Warriors seem to have been present in the earliest pre-state societies. Along with hunting, war was considered to be a definitive male activity. No matter the pretext for combat, it seemed to have been a rite of passage for a boy to become a man. Warriors took upon costumes and equipment that seemed to have a symbolic significance; combat itself would be preceded by ritual or sacrifice. Men of fighting age often lived apart in order to encourage bonding, and would ritualise combat in order to demonstrate individual prowess among one another.  Most of the basic weapons used by warriors appeared before the rise of most hierarchical systems. Bows and arrows, clubs, spears, and other edged weapons were in widespread use. However with the new findings of metallurgy, the aforementioned weapons had grown in effectiveness. 
When the first hierarchical systems evolved 5000 years ago, the gap between the rulers and the ruled had increased. Making war to extend the outreach of their territories, rulers often forced men from lower orders of society into the military role. This had been the first use of professional soldiers —a distinct difference from the warrior communities.
The warrior ethic in many societies later became the preserve of the ruling class. Egyptian pharaohs would depict themselves in war chariots, shooting at enemies, or smashing others with clubs. Fighting was considered a prestigious activity, but only when associated with status and power. European mounted knights would often feel contempt for the foot soldiers recruited from lower classes. In Mesoamerican societies of pre-Columbian America, the elite aristocratic soldiers remained separated from the lower classes of stone-throwers. 
In contrast to the belief of the caste and clan based warrior who saw war as a place to attain valor and glory, warfare was a practical matter that could change the course of history. History always showed that men of lower orders who, provided that they were practically organized and equipped, almost always outfought warrior elites through an individualistic and humble approach to war. This was the approach of the Roman legions who had only the incentive of promotion, as well as a strict level of discipline. When Europe's standing armies of the 17th and 18th centuries developed, discipline was at the core of their training. Officers had the role of transforming men that they viewed as lower class to become reliable fighting men. 
Inspired by the Ancient Greek ideals of the 'citizen soldier', many European societies during the Renaissance began to incorporate conscription and raise armies from the general populace. A change in attitude was noted as well, as officers were told to treat their soldiers with moderation and respect. For example, men who fought in the American Civil War often elected their own officers. With the mobilization of citizens in the armies sometimes reaching the millions, societies often made efforts in order to maintain or revive the warrior spirit. This trend continues to the modern day. 

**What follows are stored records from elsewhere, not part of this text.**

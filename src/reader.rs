//! Pull based decoding of LDIF streams into entries

use std::{
	fs::File,
	io::{BufRead, BufReader},
	iter::FusedIterator,
	path::Path,
};

use base64::{engine::general_purpose::STANDARD, Engine as _};
use tracing::{debug, warn};
use url::Url;

use crate::{
	config::{Config, ReferencePolicy},
	entry::{Entry, EntryBuilder, Value},
	error::{Error, Result},
	fold::{LineFolder, LogicalLine},
	grammar::{self, InvalidPair, Line, Pair, RawValue},
	resource::ResourceHandlers,
};

/// Keyword of the distinguished name line
const DN: &str = "dn";
/// Keyword of the change type line
const CHANGETYPE: &str = "changetype";

/// Decodes entries from an LDIF stream, one at a time.
///
/// The reader is single pass: once the stream is exhausted, or decoding failed,
/// it yields nothing more. Decoding stops at the first malformed line, no
/// partial entry is returned.
///
/// ```
/// # fn run() -> Result<(), ldif_decoder::Error> {
/// use ldif_decoder::LdifReader;
///
/// let text = "version: 1\ndn: cn=test\ncn: test\n";
/// let mut reader = LdifReader::new(text.as_bytes());
/// let entry = reader.next_entry()?.expect("one entry");
/// assert_eq!(entry.dn(), "cn=test");
/// assert_eq!(reader.version(), Some(1));
/// # Ok(())
/// # }
/// # run().unwrap();
/// ```
#[derive(Debug)]
pub struct LdifReader<R> {
	/// Source of logical lines
	folder: LineFolder<R>,
	/// Decoder settings
	config: Config,
	/// Loaders for referenced values
	handlers: ResourceHandlers,
	/// The entry under construction
	builder: EntryBuilder,
	/// Version given by the first line of the stream
	version: Option<u32>,
	/// Whether no line other than comments has been seen yet
	expect_version: bool,
	/// Number of entries started so far
	entry_ordinal: usize,
	/// Set once the stream is exhausted or decoding failed
	finished: bool,
}

impl LdifReader<BufReader<File>> {
	/// Open an LDIF file with the default configuration.
	pub fn open(path: impl AsRef<Path>) -> Result<Self> {
		Ok(Self::new(BufReader::new(File::open(path)?)))
	}
}

impl<R: BufRead> LdifReader<R> {
	/// Create a reader with the default configuration: no line length limit
	/// and autoload enabled with a `file` handler.
	#[must_use]
	pub fn new(input: R) -> Self {
		let config = Config::default();
		Self {
			folder: LineFolder::new(input, config.max_length),
			config,
			handlers: ResourceHandlers::default(),
			builder: EntryBuilder::default(),
			version: None,
			expect_version: true,
			entry_ordinal: 0,
			finished: false,
		}
	}

	/// Create a reader with the given configuration.
	pub fn with_config(input: R, config: Config) -> Result<Self> {
		config.validate()?;
		let mut reader = Self::new(input);
		reader.folder.set_max_length(config.max_length);
		reader.config = config;
		Ok(reader)
	}

	/// The active configuration.
	#[must_use]
	pub fn config(&self) -> &Config {
		&self.config
	}

	/// The LDIF version declared by the stream, once its first line was read.
	#[must_use]
	pub fn version(&self) -> Option<u32> {
		self.version
	}

	/// Number of physical lines consumed so far.
	#[must_use]
	pub fn line_number(&self) -> usize {
		self.folder.line_number()
	}

	/// Number of entries started so far. While an entry is under construction
	/// this is its 1-indexed ordinal.
	#[must_use]
	pub fn entry_ordinal(&self) -> usize {
		self.entry_ordinal
	}

	/// Maximum physical line length.
	#[must_use]
	pub fn max_length(&self) -> Option<usize> {
		self.config.max_length
	}

	/// Change the maximum physical line length. Lines already consumed are not
	/// checked again.
	pub fn set_max_length(&mut self, max_length: Option<usize>) -> Result<()> {
		let config = Config { max_length, ..self.config.clone() };
		config.validate()?;
		self.folder.set_max_length(max_length);
		self.config = config;
		Ok(())
	}

	/// Whether references are loaded while decoding.
	#[must_use]
	pub fn autoload(&self) -> bool {
		self.config.autoload
	}

	/// Enable or disable loading references while decoding.
	pub fn set_autoload(&mut self, autoload: bool) {
		self.config.autoload = autoload;
	}

	/// Choose what happens to references while autoload is disabled.
	pub fn set_unloaded_references(&mut self, policy: ReferencePolicy) {
		self.config.unloaded_references = policy;
	}

	/// The registered resource handlers.
	#[must_use]
	pub fn resource_handlers(&self) -> &ResourceHandlers {
		&self.handlers
	}

	/// The registered resource handlers, for adding or removing schemes.
	pub fn resource_handlers_mut(&mut self) -> &mut ResourceHandlers {
		&mut self.handlers
	}

	/// Replace all resource handlers, returning the previous ones. The new
	/// handlers must include the `file` scheme, otherwise nothing is changed.
	pub fn set_resource_handlers(&mut self, handlers: ResourceHandlers) -> Result<ResourceHandlers> {
		handlers.validate()?;
		Ok(std::mem::replace(&mut self.handlers, handlers))
	}

	/// The underlying stream.
	#[must_use]
	pub fn get_ref(&self) -> &R {
		self.folder.get_ref()
	}

	/// The underlying stream, mutably. Reading from it directly will confuse
	/// the decoder.
	pub fn get_mut(&mut self) -> &mut R {
		self.folder.get_mut()
	}

	/// Unwrap the underlying stream.
	pub fn into_inner(self) -> R {
		self.folder.into_inner()
	}

	/// Switch to a new stream, returning the previous one. Decoding starts over:
	/// line and entry counters, the version and any partial entry are reset.
	pub fn set_input(&mut self, input: R) -> R {
		let folder =
			std::mem::replace(&mut self.folder, LineFolder::new(input, self.config.max_length));
		self.builder = EntryBuilder::default();
		self.version = None;
		self.expect_version = true;
		self.entry_ordinal = 0;
		self.finished = false;
		folder.into_inner()
	}

	/// Decode the next entry. Returns `None` at the end of the stream.
	pub fn next_entry(&mut self) -> Result<Option<Entry>> {
		if self.finished {
			return Ok(None);
		}
		let result = self.read_entry();
		if !matches!(result, Ok(Some(_))) {
			self.finished = true;
		}
		result
	}

	/// Consume lines until an entry is complete or the stream ends.
	fn read_entry(&mut self) -> Result<Option<Entry>> {
		while let Some(LogicalLine { line, text }) = self.folder.next_line()? {
			let classified = grammar::classify(&text, self.expect_version);
			if classified != Ok(Line::Comment) {
				self.expect_version = false;
			}
			match classified {
				Ok(Line::Comment) => {}
				Ok(Line::Version(version)) => {
					debug!(version, "LDIF version declared");
					self.version = Some(version);
				}
				Ok(Line::Blank) => {
					if let Some(entry) = self.builder.finish() {
						return Ok(Some(self.complete(entry, line)));
					}
				}
				Ok(Line::Pair(pair)) => {
					self.begin_entry();
					self.add_pair(pair, &text)?;
				}
				Err(InvalidPair) => {
					self.begin_entry();
					return Err(self.invalid_pair(&text));
				}
			}
		}
		let line = self.line_number();
		Ok(self.builder.finish().map(|entry| self.complete(entry, line)))
	}

	/// Count a new entry if none is under construction.
	fn begin_entry(&mut self) {
		if !self.builder.is_open() {
			self.entry_ordinal += 1;
		}
	}

	/// Log a finished entry.
	fn complete(&self, entry: Entry, line: usize) -> Entry {
		debug!(entry = self.entry_ordinal, line, dn = entry.dn(), "Decoded entry");
		entry
	}

	/// Add an attribute value pair to the entry under construction, opening
	/// the entry if the pair is its `dn`.
	fn add_pair(&mut self, pair: Pair<'_>, text: &str) -> Result<()> {
		if !self.builder.is_open() {
			if !pair.name.eq_ignore_ascii_case(DN) {
				return Err(Error::MissingDistinguishedName { entry: self.entry_ordinal });
			}
			let dn = self.text_value(pair.value, text)?;
			if !grammar::is_distinguished_name(&dn) {
				return Err(self.invalid_pair(text));
			}
			self.builder.open(dn);
			return Ok(());
		}

		if pair.name.eq_ignore_ascii_case(DN) {
			return Err(self.invalid_pair(text));
		}
		if pair.name.eq_ignore_ascii_case(CHANGETYPE) {
			let changetype = self.text_value(pair.value, text)?;
			if !self.builder.set_changetype(changetype) {
				return Err(self.invalid_pair(text));
			}
			return Ok(());
		}
		let value = self.value(pair.value, text)?;
		self.builder.push(pair.name, value, self.entry_ordinal)
	}

	/// Decode a value which has to be inline text.
	fn text_value(&self, value: RawValue<'_>, text: &str) -> Result<String> {
		match value {
			RawValue::Plain(plain) => Ok(plain.to_owned()),
			RawValue::Base64(encoded) => match self.decode_base64(encoded, text)? {
				Value::Text(decoded) => Ok(decoded),
				Value::Binary(_) | Value::Reference(_) => Err(self.invalid_pair(text)),
			},
			RawValue::Reference(_) => Err(self.invalid_pair(text)),
		}
	}

	/// Decode a value, loading it if it is a reference and autoload is on.
	fn value(&self, value: RawValue<'_>, text: &str) -> Result<Value> {
		match value {
			RawValue::Plain(plain) => Ok(Value::Text(plain.to_owned())),
			RawValue::Base64(encoded) => self.decode_base64(encoded, text),
			RawValue::Reference(reference) => {
				let url = Url::parse(reference).map_err(|_| self.invalid_pair(text))?;
				self.load(url, reference)
			}
		}
	}

	/// Decode standard base64.
	fn decode_base64(&self, encoded: &str, text: &str) -> Result<Value> {
		STANDARD.decode(encoded).map(Value::from_bytes).map_err(|_| self.invalid_pair(text))
	}

	/// Load a referenced value, or deal with it according to the
	/// [`ReferencePolicy`] if autoload is off.
	fn load(&self, url: Url, reference: &str) -> Result<Value> {
		let entry = self.entry_ordinal;
		if !self.config.autoload {
			return match self.config.unloaded_references {
				ReferencePolicy::Keep => {
					warn!(entry, "Keeping reference {reference}, autoload is disabled");
					Ok(Value::Reference(url))
				}
				ReferencePolicy::Reject => {
					Err(Error::UnloadedReference { entry, reference: reference.to_owned() })
				}
			};
		}
		let handler = self
			.handlers
			.get(url.scheme())
			.ok_or_else(|| Error::UnknownScheme { entry, scheme: url.scheme().to_owned() })?;
		handler
			.resolve(&url)
			.map_err(|source| Error::Resource { entry, reference: reference.to_owned(), source })
	}

	/// Error for a malformed line of the current entry.
	fn invalid_pair(&self, text: &str) -> Error {
		Error::InvalidAttributeValuePair { entry: self.entry_ordinal, pair: text.to_owned() }
	}
}

impl<R: BufRead> Iterator for LdifReader<R> {
	type Item = Result<Entry>;

	fn next(&mut self) -> Option<Self::Item> {
		self.next_entry().transpose()
	}
}

impl<R: BufRead> FusedIterator for LdifReader<R> {}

Due to the heroic connotations of the term "warrior", this metaphor is especially popular in publications advocating or recruiting for a country's military.
While the warrior class in tribal societies is typically all-male, there are some exceptions on record where women (typically unmarried, young women) formed part of the warrior class, particularly in pre-modern Japan.
A purported group of fighting women is the legendary Amazons, recorded in Classical Greek mythology. Similarly, the Valkyries are depicted in Norse mythology, particularly the Icelandic Etta. During the Viking Age a type of female warrior was the skjaldmær, or shieldmaiden. Hard historical evidence of non-mythological female warrior classes have been harder to come by, but some studies have been done (e.g. Birka warrior). However, groups of female warriors typically belong in folkelore and mythology, rather than in reality where there were only exceptional cases of women engaging directly in combat roles.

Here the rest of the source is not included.